Block Scheduling: A Blessing or a Curse?

Dhristi Raval ‘20

Recently, the idea of block scheduling has sparked a debate among Ridge students and teachers. Block scheduling is defined as a system for scheduling the typical middle or high school day by replacing a more traditional schedule of six or seven 40-50 minute daily periods with longer class periods that would meet fewer times each day and week. While many Ridge students excitedly anticipate the changes and advantages of block scheduling, others argue that a new scheduling system could potentially complicate Ridge schedules. On the night of December 24th, the Ridge High School Board will hold a meeting to discuss the pros and cons of block scheduling, and decide if this change could potentially be advantageous to the Ridge environment.

Many Ridge students support the idea of block scheduling because they believe it could potentially reduce the constant stress and workload placed upon students. Tanya Dadlani ‘21 expresses her excitement for the potential change, stating that block scheduling “is so much better because you only have to study or do homework for subjects that you have the next day.” Since students would not have every one of their classes everyday, students assert that they would not have to stress about all of their classes at once.

Moreover, many students like that block scheduling provides an opportunity for all students to have a universal lunch period. A frequent complaint of many students is that they do not receive the opportunity to spend time with their friends in school because they have no shared classes or lunch with them. However, with block scheduling, all students would have lunch at the same time, thus providing them the opportunity to spend time with their closest friends.

Additionally, some students assert that block scheduling would enable them to learn better during the day. Particularly in Honors and AP courses, teachers often have trouble getting through the curriculum due to limited time. Block scheduling would reduce the amount of passing time between classes, therefore giving teachers more time to get through annual curriculums. Since the class periods would be longer on a daily basis, students would be able to focus in on their classes and understand the material better.

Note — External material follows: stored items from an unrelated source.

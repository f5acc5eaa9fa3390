//! Facade crate for the Wayline ride-preview engine.
//!
//! This crate re-exports the core domain types and exposes the GeoJSON map
//! surface and registry loader behind the `geojson` feature.

#![forbid(unsafe_code)]

pub use wayline_core::{
    Coordinate, CoordinateError, CoordinateResolver, Embedding, LayerError, LayerHandle,
    LayerKind, LocationInput, LocationRegistry, MapLayer, MapLayerLifecycleManager, MapSurface,
    MapViewportController, MarkerIcon, MarkerOptions, MetricsConfig, NamedLocation,
    PolylineOptions, RawCoordinate, RegistryError, RenderError, RenderOrchestrator, RenderReport,
    Resolution, ResolutionSource, ResolverConfig, RouteGeometryGenerator, RouteKey, RouteLabels,
    RouteMetrics, RouteMetricsCalculator, RouteStyle, RouteView, SurfaceContainer, SurfaceError,
    SurfaceFactory, TeardownPolicy, ViewportSpec, Waypoints, ZoomTable,
};

#[cfg(feature = "geojson")]
pub use wayline_data::{
    GeoJsonSurface, GeoJsonSurfaceFactory, RegistryFileError, load_registry, parse_registry,
};
//! Ownership and lifecycle of the route's visual layers.
//!
//! [`MapLayerLifecycleManager`] is the only component that mutates the map
//! surface. It creates the surface once, and on every render removes what it
//! drew last time before drawing the new route. Everything it draws is
//! recorded by kind at creation time; sweeps consult that record rather than
//! asking the surface what it holds.

mod registry;
mod style;

use std::collections::BTreeMap;

use log::debug;
use thiserror::Error;

use crate::surface::{LayerHandle, MapSurface, SurfaceContainer, SurfaceError, SurfaceFactory};
use crate::{Coordinate, ViewportSpec, Waypoints};

use registry::LayerRegistry;
pub use style::RouteStyle;

/// The five kinds of layer a route is drawn with.
#[derive(Debug, Clone, Copy, PartialEq, Eq, Hash, PartialOrd, Ord)]
#[cfg_attr(feature = "serde", derive(serde::Serialize, serde::Deserialize))]
pub enum LayerKind {
    /// Pin at the origin.
    StartMarker,
    /// Pin at the destination.
    EndMarker,
    /// Arrow showing the direction of travel.
    DirectionArrow,
    /// The visible route stroke.
    PrimaryLine,
    /// Wide, faint stroke beneath the route.
    OutlineLine,
}

impl LayerKind {
    /// Every kind, in draw order of their first appearance.
    pub const ALL: [Self; 5] = [
        Self::OutlineLine,
        Self::PrimaryLine,
        Self::StartMarker,
        Self::EndMarker,
        Self::DirectionArrow,
    ];
}

/// A layer created by the manager, tagged with its kind.
#[derive(Debug, Clone, Copy, PartialEq, Eq)]
pub struct MapLayer {
    /// What the layer depicts.
    pub kind: LayerKind,
    /// Handle issued by the surface.
    pub handle: LayerHandle,
}

/// What happens to the surface itself when its host goes away.
#[derive(Debug, Clone, Copy, PartialEq, Eq, Default)]
#[cfg_attr(feature = "serde", derive(serde::Serialize, serde::Deserialize))]
#[cfg_attr(feature = "serde", serde(rename_all = "kebab-case"))]
pub enum TeardownPolicy {
    /// Remove owned layers and release the surface.
    DestroySurface,
    /// Remove owned layers and keep the surface for the next route.
    #[default]
    ClearLayers,
}

/// Places a route map is embedded, each with a fixed teardown policy.
#[derive(Debug, Clone, Copy, PartialEq, Eq)]
pub enum Embedding {
    /// Small map on the dashboard, unmounted whenever the card closes.
    DashboardPreview,
    /// Map in the ride details panel, reused as the selected ride changes.
    RideDetails,
}

impl Embedding {
    /// The teardown policy for this embedding.
    #[must_use]
    pub const fn teardown_policy(self) -> TeardownPolicy {
        match self {
            Self::DashboardPreview => TeardownPolicy::DestroySurface,
            Self::RideDetails => TeardownPolicy::ClearLayers,
        }
    }
}

/// Popup text for the endpoint markers.
#[derive(Debug, Clone, PartialEq, Eq, Default)]
pub struct RouteLabels {
    /// Origin display name.
    pub origin: String,
    /// Destination display name.
    pub destination: String,
}

impl RouteLabels {
    /// Label both endpoints.
    pub fn new(origin: impl Into<String>, destination: impl Into<String>) -> Self {
        Self {
            origin: origin.into(),
            destination: destination.into(),
        }
    }
}

/// Summary of one render cycle.
#[derive(Debug, Clone, PartialEq, Eq, Default)]
pub struct RenderReport {
    /// Layers removed by the sweep that preceded drawing.
    pub removed: usize,
    /// Layers drawn, counted by kind.
    pub drawn: BTreeMap<LayerKind, usize>,
}

impl RenderReport {
    /// Number of layers of `kind` drawn.
    #[must_use]
    pub fn count(&self, kind: LayerKind) -> usize {
        self.drawn.get(&kind).copied().unwrap_or(0)
    }

    /// Total layers drawn.
    #[must_use]
    pub fn total(&self) -> usize {
        self.drawn.values().sum()
    }
}

/// Errors raised while rendering.
#[derive(Debug, Clone, PartialEq, Eq, Error)]
pub enum LayerError {
    /// The container is not mounted; nothing was drawn.
    #[error("map surface unavailable: {0}")]
    SurfaceUnavailable(#[source] SurfaceError),
    /// A surface operation failed part-way through a render.
    #[error("failed to {operation}")]
    Surface {
        /// Step that failed.
        operation: &'static str,
        /// Error reported by the surface.
        #[source]
        source: SurfaceError,
    },
}

impl LayerError {
    fn surface(operation: &'static str) -> impl FnOnce(SurfaceError) -> Self {
        move |source| Self::Surface { operation, source }
    }
}

/// Sole owner of the map surface and the layers drawn on it.
///
/// Calls take `&mut self`, so renders on one manager are serialised: each
/// sweep finishes before any new layer is added and a later render always
/// replaces an earlier one.
///
/// # Examples
/// ```
/// use wayline_core::test_support::RecordingSurfaceFactory;
/// use wayline_core::{
///     Coordinate, LayerKind, MapLayerLifecycleManager, MapViewportController, RouteGeometryGenerator,
///     RouteLabels, SurfaceContainer,
/// };
///
/// let origin = Coordinate::new(57.70887, 11.97456)?;
/// let destination = Coordinate::new(57.70713, 11.93829)?;
/// let waypoints = RouteGeometryGenerator::default().generate(origin, destination);
/// let viewport = MapViewportController::default().compute(origin, destination);
///
/// let mut manager = MapLayerLifecycleManager::new(
///     RecordingSurfaceFactory::default(),
///     SurfaceContainer::new("ride-map"),
/// );
/// let report = manager.render(&waypoints, &viewport, &RouteLabels::new("A", "B"))?;
/// assert_eq!(report.count(LayerKind::PrimaryLine), 1);
/// # Ok::<(), Box<dyn std::error::Error>>(())
/// ```
#[derive(Debug)]
pub struct MapLayerLifecycleManager<F: SurfaceFactory> {
    factory: F,
    container: SurfaceContainer,
    surface: Option<F::Surface>,
    registry: LayerRegistry,
    style: RouteStyle,
    policy: TeardownPolicy,
}

impl<F: SurfaceFactory> MapLayerLifecycleManager<F> {
    /// Construct a manager with default style and the default teardown
    /// policy. No surface is created until [`initialise`](Self::initialise)
    /// or the first render.
    pub fn new(factory: F, container: SurfaceContainer) -> Self {
        Self {
            factory,
            container,
            surface: None,
            registry: LayerRegistry::default(),
            style: RouteStyle::default(),
            policy: TeardownPolicy::default(),
        }
    }

    /// Replace the route style.
    #[must_use]
    pub fn with_style(mut self, style: RouteStyle) -> Self {
        self.style = style;
        self
    }

    /// Replace the teardown policy.
    #[must_use]
    pub fn with_teardown_policy(mut self, policy: TeardownPolicy) -> Self {
        self.policy = policy;
        self
    }

    /// Use the teardown policy of `embedding`.
    #[must_use]
    pub fn for_embedding(self, embedding: Embedding) -> Self {
        self.with_teardown_policy(embedding.teardown_policy())
    }

    /// Create the surface if it does not exist yet.
    ///
    /// # Errors
    /// Returns [`LayerError::SurfaceUnavailable`] when the container is not
    /// mounted.
    pub fn initialise(&mut self) -> Result<(), LayerError> {
        if self.surface.is_none() {
            let surface = self
                .factory
                .create_surface(&self.container)
                .map_err(|err| match err {
                    SurfaceError::Unavailable { .. } => LayerError::SurfaceUnavailable(err),
                    other => LayerError::Surface {
                        operation: "create surface",
                        source: other,
                    },
                })?;
            debug!("Created map surface in {:?}", self.container.id());
            self.surface = Some(surface);
        }
        Ok(())
    }

    /// Replace the drawn route with `waypoints`.
    ///
    /// # Errors
    /// Returns [`LayerError`] when the surface cannot be created or refuses
    /// an operation. Layers drawn before the failure stay recorded and are
    /// removed by the next sweep.
    pub fn render(
        &mut self,
        waypoints: &Waypoints,
        viewport: &ViewportSpec,
        labels: &RouteLabels,
    ) -> Result<RenderReport, LayerError> {
        self.initialise()?;
        let Some(surface) = self.surface.as_mut() else {
            return Err(LayerError::SurfaceUnavailable(SurfaceError::Unavailable {
                container: self.container.id().to_owned(),
            }));
        };

        surface
            .set_view(viewport)
            .map_err(LayerError::surface("apply viewport"))?;
        let removed = self.registry.sweep(surface);

        let mut painter = Painter {
            surface,
            registry: &mut self.registry,
            style: &self.style,
        };
        painter.draw_lines(waypoints)?;
        painter.draw_endpoints(waypoints, labels)?;
        painter.draw_arrows(waypoints)?;

        let report = RenderReport {
            removed,
            drawn: self.registry.counts(),
        };
        debug!(
            "Rendered {} waypoints as {} layers ({} swept)",
            waypoints.len(),
            report.total(),
            report.removed
        );
        Ok(report)
    }

    /// Remove every owned layer, keeping the surface.
    ///
    /// Returns the number of layers removed.
    pub fn clear(&mut self) -> usize {
        let Some(surface) = self.surface.as_mut() else {
            self.registry.forget();
            return 0;
        };
        self.registry.sweep(surface)
    }

    /// Remove owned layers, then apply the teardown policy.
    pub fn teardown(&mut self) {
        let removed = self.clear();
        if self.policy == TeardownPolicy::DestroySurface
            && let Some(surface) = self.surface.take()
        {
            surface.destroy();
            debug!("Destroyed map surface in {:?}", self.container.id());
        }
        debug!("Teardown removed {removed} layers");
    }

    /// Layers currently owned, in creation order.
    #[must_use]
    pub fn layers(&self) -> &[MapLayer] {
        self.registry.layers()
    }

    /// Whether any owned layer is on the surface.
    #[must_use]
    pub fn has_layers(&self) -> bool {
        !self.registry.is_empty()
    }

    /// The live surface, if one has been created.
    #[must_use]
    pub const fn surface(&self) -> Option<&F::Surface> {
        self.surface.as_ref()
    }

    /// Mutable access to the live surface, for layers this manager does
    /// not own. Sweeps never touch them.
    pub const fn surface_mut(&mut self) -> Option<&mut F::Surface> {
        self.surface.as_mut()
    }

    /// The factory used to create surfaces.
    #[must_use]
    pub const fn factory(&self) -> &F {
        &self.factory
    }

    /// Mutable access to the factory, e.g. to report a container mount.
    pub const fn factory_mut(&mut self) -> &mut F {
        &mut self.factory
    }

    /// Active teardown policy.
    #[must_use]
    pub const fn teardown_policy(&self) -> TeardownPolicy {
        self.policy
    }
}

/// Draws one route onto a surface, recording each layer as it is created.
struct Painter<'a, S: MapSurface> {
    surface: &'a mut S,
    registry: &'a mut LayerRegistry,
    style: &'a RouteStyle,
}

impl<S: MapSurface> Painter<'_, S> {
    fn draw_lines(&mut self, waypoints: &Waypoints) -> Result<(), LayerError> {
        let points = waypoints.as_slice();
        let outline = self
            .surface
            .add_polyline(points, &self.style.outline)
            .map_err(LayerError::surface("add outline"))?;
        self.registry.record(LayerKind::OutlineLine, outline);
        self.surface
            .bring_to_back(outline)
            .map_err(LayerError::surface("lower outline"))?;

        let primary = self
            .surface
            .add_polyline(points, &self.style.primary)
            .map_err(LayerError::surface("add route line"))?;
        self.registry.record(LayerKind::PrimaryLine, primary);
        self.surface
            .bring_to_front(primary)
            .map_err(LayerError::surface("raise route line"))?;
        Ok(())
    }

    fn draw_endpoints(
        &mut self,
        waypoints: &Waypoints,
        labels: &RouteLabels,
    ) -> Result<(), LayerError> {
        let start = self
            .surface
            .add_marker(waypoints.origin(), &self.style.start_marker())
            .map_err(LayerError::surface("add start marker"))?;
        self.registry.record(LayerKind::StartMarker, start);
        self.surface
            .bind_popup(start, &popup_html("Pickup", &labels.origin))
            .map_err(LayerError::surface("bind start popup"))?;

        let end = self
            .surface
            .add_marker(waypoints.destination(), &self.style.end_marker())
            .map_err(LayerError::surface("add end marker"))?;
        self.registry.record(LayerKind::EndMarker, end);
        self.surface
            .bind_popup(end, &popup_html("Drop-off", &labels.destination))
            .map_err(LayerError::surface("bind end popup"))?;
        Ok(())
    }

    fn draw_arrows(&mut self, waypoints: &Waypoints) -> Result<(), LayerError> {
        for (position, rotation_deg) in arrow_placements(waypoints.as_slice(), self.style.max_arrows)
        {
            let arrow = self
                .surface
                .add_marker(position, &self.style.arrow_marker(rotation_deg))
                .map_err(LayerError::surface("add direction arrow"))?;
            self.registry.record(LayerKind::DirectionArrow, arrow);
        }
        Ok(())
    }
}

/// Interior waypoints that carry an arrow, with the heading towards the next
/// waypoint in degrees.
///
/// Arrows are spread with a fixed stride so that no more than `max_arrows`
/// appear, whatever the route length. A direct two-point line has no
/// interior and therefore no arrows.
pub(crate) fn arrow_placements(
    points: &[Coordinate],
    max_arrows: usize,
) -> Vec<(Coordinate, f64)> {
    let interior = points.len().saturating_sub(2);
    if interior == 0 || max_arrows == 0 {
        return Vec::new();
    }
    let stride = interior.div_ceil(max_arrows);
    (1..=interior)
        .step_by(stride)
        .take(max_arrows)
        .filter_map(|index| {
            let here = points.get(index)?;
            let next = points.get(index + 1)?;
            Some((*here, heading_deg(*here, *next)))
        })
        .collect()
}

#[expect(
    clippy::float_arithmetic,
    reason = "heading is derived from coordinate differences"
)]
fn heading_deg(from: Coordinate, to: Coordinate) -> f64 {
    let dlat = to.latitude() - from.latitude();
    let dlng = to.longitude() - from.longitude();
    dlat.atan2(dlng).to_degrees()
}

fn popup_html(role: &str, name: &str) -> String {
    format!("<strong>{role}</strong><br>{}", escape_html(name))
}

fn escape_html(text: &str) -> String {
    let mut escaped = String::with_capacity(text.len());
    for ch in text.chars() {
        match ch {
            '&' => escaped.push_str("&amp;"),
            '<' => escaped.push_str("&lt;"),
            '>' => escaped.push_str("&gt;"),
            '"' => escaped.push_str("&quot;"),
            '\'' => escaped.push_str("&#39;"),
            other => escaped.push(other),
        }
    }
    escaped
}

#[cfg(test)]
mod tests;
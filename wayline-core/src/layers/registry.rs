//! Bookkeeping for layers this crate has put on a surface.

use std::collections::BTreeMap;

use log::warn;

use crate::surface::{LayerHandle, MapSurface};

use super::{LayerKind, MapLayer};

/// Every layer created by the lifecycle manager, in creation order.
///
/// Sweeps walk this list only; the surface's own layer set is never
/// inspected, so layers added by anyone else are left alone.
#[derive(Debug, Default, Clone, PartialEq, Eq)]
pub(crate) struct LayerRegistry {
    layers: Vec<MapLayer>,
}

impl LayerRegistry {
    pub(crate) fn record(&mut self, kind: LayerKind, handle: LayerHandle) {
        self.layers.push(MapLayer { kind, handle });
    }

    pub(crate) fn layers(&self) -> &[MapLayer] {
        &self.layers
    }

    pub(crate) const fn is_empty(&self) -> bool {
        self.layers.is_empty()
    }

    pub(crate) fn counts(&self) -> BTreeMap<LayerKind, usize> {
        let mut counts = BTreeMap::new();
        for layer in &self.layers {
            *counts.entry(layer.kind).or_insert(0) += 1;
        }
        counts
    }

    /// Remove every recorded layer from `surface` and forget it.
    ///
    /// A failed removal is logged and the entry is still dropped: the handle
    /// is no longer usable and keeping it would fail every later sweep.
    pub(crate) fn sweep<S: MapSurface>(&mut self, surface: &mut S) -> usize {
        let mut removed = 0;
        for layer in self.layers.drain(..) {
            match surface.remove_layer(layer.handle) {
                Ok(()) => removed += 1,
                Err(err) => warn!("Failed to remove {:?} {}: {err}", layer.kind, layer.handle),
            }
        }
        removed
    }

    /// Forget every layer without touching a surface.
    pub(crate) fn forget(&mut self) {
        self.layers.clear();
    }
}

On the other hand, many Ridge students also oppose the idea of block scheduling, stating that the change would cause an abundance of problems. A common objection is that sitting in one classroom for over an hour every day would simply be boring and tedious. Studies repeatedly prove that students learn best when they feel entertained and active. Austin Segal ‘20 insists that “having a class every other day would be detrimental for many Ridge students who rely on daily review of material and frequent opportunities to ask questions in order to succeed academically.” Passing time in between classes gives students a chance to recollect their thoughts and engage in healthy communication with their peers. Block scheduling would deprive students of more passing time, and the dull and unimaginative nature of sitting in one class for a great amount of time may weaken students’ learning.

Furthermore, while the idea of having a universal lunch is appealing to some, others declare that the lunch lines would be too long. Hundreds of students would be attempting to buy lunch at the same time, thus greatly slowing down the process. Standing in these lines could also take up time students could have used to study, do homework, or be more efficient during their lunch periods.

In addition, many students participate in the music program during their lunch period. If requested, counselors can schedule students’ lunch period during a band, orchestra, or chorus period, so students can increase their involvement in the music program. Block scheduling may deprive these musically-gifted students from participating in their respective programs.

In conclusion, block scheduling would result in an immensely different Ridge High School environment. While block scheduling may seem like a new and exhilarating alternative to the traditional scheduling system, it is imperative that we continue to prioritize the needs of our musically-gifted students and create an exciting and hospitable environment where students can learn. Our opinions are only as audible as we make them. We must share our ideas and concerns with the Board to influence change in our district. For better or for worse, Ridge students may soon be seeing a colossal change in their daily lives.